Written by David Ayer (Fury, Suicide Squad) and directed with gusto by Antoine Fuqua (The Equilizer, Olympus Has Fallen, Shooter), Training Day is a textbook example of how to correctly formulate dramatic tension, suspense, and action. In fact, it should be required viewing in film school. It's so fucking good, and incredibly bleak and intense, even when you "think" you know what direction it's heading.

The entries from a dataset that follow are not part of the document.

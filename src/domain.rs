//! Domain models used by the backend: case files, missions, and their success conditions.

use serde::{Deserialize, Serialize};

use crate::validator::Rule;

/// Difficulty tier shown on case previews; also scales the unlock price.
#[derive(Clone, Copy, Debug, Serialize, Deserialize, PartialEq, Eq, Hash)]
#[serde(rename_all = "snake_case")]
pub enum Difficulty {
  Beginner,
  Intermediate,
  Advanced,
}
impl Default for Difficulty {
  fn default() -> Self { Difficulty::Beginner }
}

impl Difficulty {
  pub fn as_str(&self) -> &'static str {
    match self {
      Difficulty::Beginner => "beginner",
      Difficulty::Intermediate => "intermediate",
      Difficulty::Advanced => "advanced",
    }
  }
}

/// Where did we get the case from?
#[derive(Clone, Copy, Debug, Serialize, Deserialize, PartialEq, Eq, Hash)]
#[serde(rename_all = "snake_case")]
pub enum CaseSource {
  LocalBank,   // from user-provided TOML bank
  Seed,  // built-in catalog
}

/// A single named success condition checked against a submission.
/// `rule` is `None` when the label is outside the known vocabulary; such a
/// condition can never be satisfied.
#[derive(Clone, Debug)]
pub struct Condition {
  pub label: String,
  pub rule: Option<Rule>,
}

impl Condition {
  pub fn new(label: impl Into<String>) -> Self {
    let label = label.into();
    let rule = Rule::for_label(&label);
    Condition { label, rule }
  }
}

/// One playable mission inside a case: briefing, starter files, and the
/// conditions a submission must satisfy.
#[derive(Clone, Debug)]
pub struct Mission {
  pub id: String,
  pub case_id: String,
  pub title: String,
  pub briefing: String,
  pub starter_html: String,
  pub starter_css: String,
  pub hint: Option<String>,
  pub conditions: Vec<Condition>,
}

/// Core case structure persisted in-memory. Cases without missions are
/// catalog-only: they can be listed and unlocked but not played yet.
#[derive(Clone, Debug)]
pub struct CaseFile {
  pub id: String,
  pub title: String,
  pub description: String,
  pub difficulty: Difficulty,
  pub duration: String,   // display label (e.g. "15-20 min")
  pub clue_points: u32,
  pub source: CaseSource,
  pub missions: Vec<Mission>,
}

impl CaseFile {
  /// Unlock price in points: twice the clue reward, scaled by difficulty.
  pub fn unlock_cost(&self) -> u32 {
    let base = self.clue_points * 2;
    match self.difficulty {
      Difficulty::Beginner => base,
      Difficulty::Intermediate => (base as f64 * 1.5).floor() as u32,
      Difficulty::Advanced => base * 2,
    }
  }
}
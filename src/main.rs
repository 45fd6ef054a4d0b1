//! Casebook · Detective Coding Backend
//!
//! - Axum HTTP + WebSocket API
//! - Deterministic mission grading (HTML/CSS surface checks)
//! - Player profiles: points, hints, levels, unlocks, evidence, referrals
//! - Static SPA fallback (./static/index.html)
//!
//! Important env variables:
//!   PORT          : u16 (default 3000)
//!   CASEBOOK_CONFIG_PATH  : path to TOML config (economy + optional case bank)
//!   LOG_LEVEL    : tracing filter, e.g. "debug" or full directives
//!   LOG_FORMAT      : "pretty" (default) or "json"

mod telemetry;
mod util;
mod domain;
mod markup;
mod validator;
mod profile;
mod config;
mod seeds;
mod state;
mod protocol;
mod logic;
mod routes;

use std::{net::SocketAddr, sync::Arc};
use tokio::net::TcpListener;
use tracing::{info, instrument};

use crate::routes::build_router;
use crate::state::AppState;

#[instrument(level = "info", skip_all)]
#[tokio::main]
async fn main() -> Result<(), Box<dyn std::error::Error>> {
  telemetry::init_tracing();

  // Build shared application state (case catalog, players, economy).
  let state = Arc::new(AppState::new());

  // Build the HTTP router with routes, CORS and tracing layers.
  let app = build_router(state.clone());

  // Read port from env or default to 3000.
  let addr: SocketAddr = std::env::var("PORT")
    .ok()
    .and_then(|p| p.parse::<u16>().ok())
    .map(|port| SocketAddr::from(([0, 0, 0, 0], port)))
    .unwrap_or_else(|| SocketAddr::from(([0, 0, 0, 0], 3000)));

  let listener = TcpListener::bind(addr).await?;
  info!(target: "casebook_backend", %addr, "HTTP server listening");
  axum::serve(listener, app)
    .with_graceful_shutdown(shutdown_signal())
    .await?;
  Ok(())
}

async fn shutdown_signal() {
  let _ = tokio::signal::ctrl_c().await;
  info!(target: "casebook_backend", "Shutdown signal received; draining connections");
}
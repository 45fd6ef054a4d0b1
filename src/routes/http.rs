//! HTTP endpoint handlers. These are thin wrappers that forward to core logic.
//! Unknown ids surface as 404s through `ApiError`; grading problems as 422s.

use std::sync::Arc;
use axum::{extract::{State, Query}, Json, response::IntoResponse};
use tracing::{info, instrument};

use crate::logic::*;
use crate::profile::CaseCompletion;
use crate::protocol::*;
use crate::state::AppState;

#[instrument(level = "info")]
pub async fn http_health() -> impl IntoResponse { Json(HealthOut { ok: true }) }

#[instrument(level = "info", skip(state, q), fields(with_player = q.player_id.is_some()))]
pub async fn http_list_cases(
  State(state): State<Arc<AppState>>,
  Query(q): Query<CasesQuery>,
) -> Result<Json<Vec<CaseSummaryOut>>, ApiError> {
  let cases = case_listing(&state, q.player_id.as_deref()).await?;
  info!(target: "mission", count = cases.len(), "HTTP case list served");
  Ok(Json(cases))
}

#[instrument(level = "info", skip(state), fields(%q.case_id))]
pub async fn http_get_case(
  State(state): State<Arc<AppState>>,
  Query(q): Query<CaseQuery>,
) -> Result<Json<CaseOut>, ApiError> {
  Ok(Json(case_detail(&state, &q.case_id).await?))
}

#[instrument(level = "info", skip(state), fields(%q.mission_id))]
pub async fn http_get_mission(
  State(state): State<Arc<AppState>>,
  Query(q): Query<MissionQuery>,
) -> Result<Json<MissionOut>, ApiError> {
  Ok(Json(mission_detail(&state, &q.mission_id).await?))
}

#[instrument(level = "info", skip(state, body), fields(%body.mission_id, html_len = body.html.len(), css_len = body.css.len()))]
pub async fn http_post_submit(
  State(state): State<Arc<AppState>>,
  Json(body): Json<SubmitIn>,
) -> Result<Json<SubmitOut>, ApiError> {
  let report = submit_mission(&state, &body.mission_id, &body.html, &body.css).await?;
  info!(target: "mission", id = %body.mission_id, score = report.score, completed = report.is_completed, "HTTP submission graded");
  Ok(Json(SubmitOut { mission_id: body.mission_id, report }))
}

#[instrument(level = "info", skip(state), fields(%q.mission_id, %q.player_id))]
pub async fn http_get_hint(
  State(state): State<Arc<AppState>>,
  Query(q): Query<HintQuery>,
) -> Result<Json<HintOut>, ApiError> {
  let (granted, text, hints_left) = mission_hint(&state, &q.mission_id, &q.player_id).await?;
  Ok(Json(HintOut { granted, text, hints_left }))
}

#[instrument(level = "info", skip(state, body), fields(%body.display_name))]
pub async fn http_post_register(
  State(state): State<Arc<AppState>>,
  Json(body): Json<RegisterIn>,
) -> impl IntoResponse {
  let (profile, referral) =
    register_player(&state, &body.display_name, body.referral_code.as_deref()).await;
  Json(RegisterOut { profile, referral })
}

#[instrument(level = "info", skip(state), fields(%q.player_id))]
pub async fn http_get_profile(
  State(state): State<Arc<AppState>>,
  Query(q): Query<ProfileQuery>,
) -> Result<impl IntoResponse, ApiError> {
  Ok(Json(player_profile(&state, &q.player_id).await?))
}

#[instrument(level = "info", skip(state, body), fields(%body.player_id, %body.case_id))]
pub async fn http_post_unlock_case(
  State(state): State<Arc<AppState>>,
  Json(body): Json<UnlockIn>,
) -> Result<Json<UnlockOut>, ApiError> {
  let (success, message, total_points) =
    unlock_case(&state, &body.player_id, &body.case_id).await?;
  Ok(Json(UnlockOut { success, message, total_points }))
}

#[instrument(level = "info", skip(state, body), fields(%body.player_id, %body.case_id, time_spent = body.time_spent))]
pub async fn http_post_complete_case(
  State(state): State<Arc<AppState>>,
  Json(body): Json<CompleteCaseIn>,
) -> Result<Json<CaseCompletion>, ApiError> {
  let completion =
    complete_case(&state, &body.player_id, &body.case_id, body.time_spent).await?;
  Ok(Json(completion))
}

#[instrument(level = "info", skip(state, body))]
pub async fn http_post_referral_check(
  State(state): State<Arc<AppState>>,
  Json(body): Json<ReferralCheckIn>,
) -> impl IntoResponse {
  Json(check_referral_code(&state, &body.code).await)
}

#[instrument(level = "info", skip(state, body), fields(%body.player_id))]
pub async fn http_post_referral_apply(
  State(state): State<Arc<AppState>>,
  Json(body): Json<ReferralApplyIn>,
) -> Result<impl IntoResponse, ApiError> {
  Ok(Json(apply_referral_code(&state, &body.player_id, &body.code).await?))
}

#[instrument(level = "info", skip(state, body), fields(%body.player_id, %body.achievement_id))]
pub async fn http_post_achievement(
  State(state): State<Arc<AppState>>,
  Json(body): Json<AchievementIn>,
) -> Result<Json<AchievementOut>, ApiError> {
  let (unlocked, achievements) =
    grant_achievement(&state, &body.player_id, &body.achievement_id).await?;
  Ok(Json(AchievementOut { unlocked, achievements }))
}

#[instrument(level = "info", skip(state, body), fields(%body.player_id, %body.case_id))]
pub async fn http_post_evidence(
  State(state): State<Arc<AppState>>,
  Json(body): Json<EvidenceIn>,
) -> Result<Json<EvidenceOut>, ApiError> {
  let evidence = add_evidence(&state, body).await?;
  Ok(Json(EvidenceOut { evidence }))
}

#[instrument(level = "info", skip(state))]
pub async fn http_post_reset_achievements(
  State(state): State<Arc<AppState>>,
) -> impl IntoResponse {
  let updated_players = state.reset_all_achievements().await;
  info!(target: "casebook_backend", updated_players, "Achievements reset for all players");
  Json(AdminResetOut { success: true, updated_players })
}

For the most part, Training Day plays out pretty much as you expect. The trailer pretty much lays most of it out for you, and what the trailer doesn't provide, you figure out rather quickly, even down to the finale. But that doesn't mean there aren't any surprises along the way, because there are plenty. But that's for you to find out for yourself. To sum it up, it doesn't really re-invent the genre, but does such a damn good job at giving us a cop/thriller filled with an immense amount of tension, and made with an intensity you don't come to expect from these types of films anymore, this taut thriller is a benchmark in the cop/thriller genre and that's thanks to the combined forces of both Antoine Fuqua and David Ayer. Writer David Ayer came onto the gritty cop scene with a bang on this one, and so far, he's proven himself to be quite good and consistent in his writing, even though he's hit or miss with me as a director. I hated Sabotage, but I liked Fury, so you never know. But, every time I see a new Suicide Squad trailer, I get excited.
I've always been a fan of Fuqua as a director. The guy, even though most of his films are solid, just doesn't get the credit or respect he deserves. Sure, you could say he doesn't carry a definable "style" like say Tony Scott or Michael Bay, but the guy is consistent in terms of quality, and each film he directs is stylish, even if that style is hard to define in general terms. I guess what I'm trying to say is that they all look great; some more than others. You won't find a lazy or incompetent looking film in his entire filmography, and that right there says a lot when most seem to switch up their style so frequently you can never identify who's directing what anymore. Not like in the old days, before the shaky-cam/handheld revolution. Fuck that. Fuqua liked to keep it old school, and for that, I love him.
Training Day was a HUGE surprise. I mean, I knew it would be good, but I honestly didn't expect it to be this good.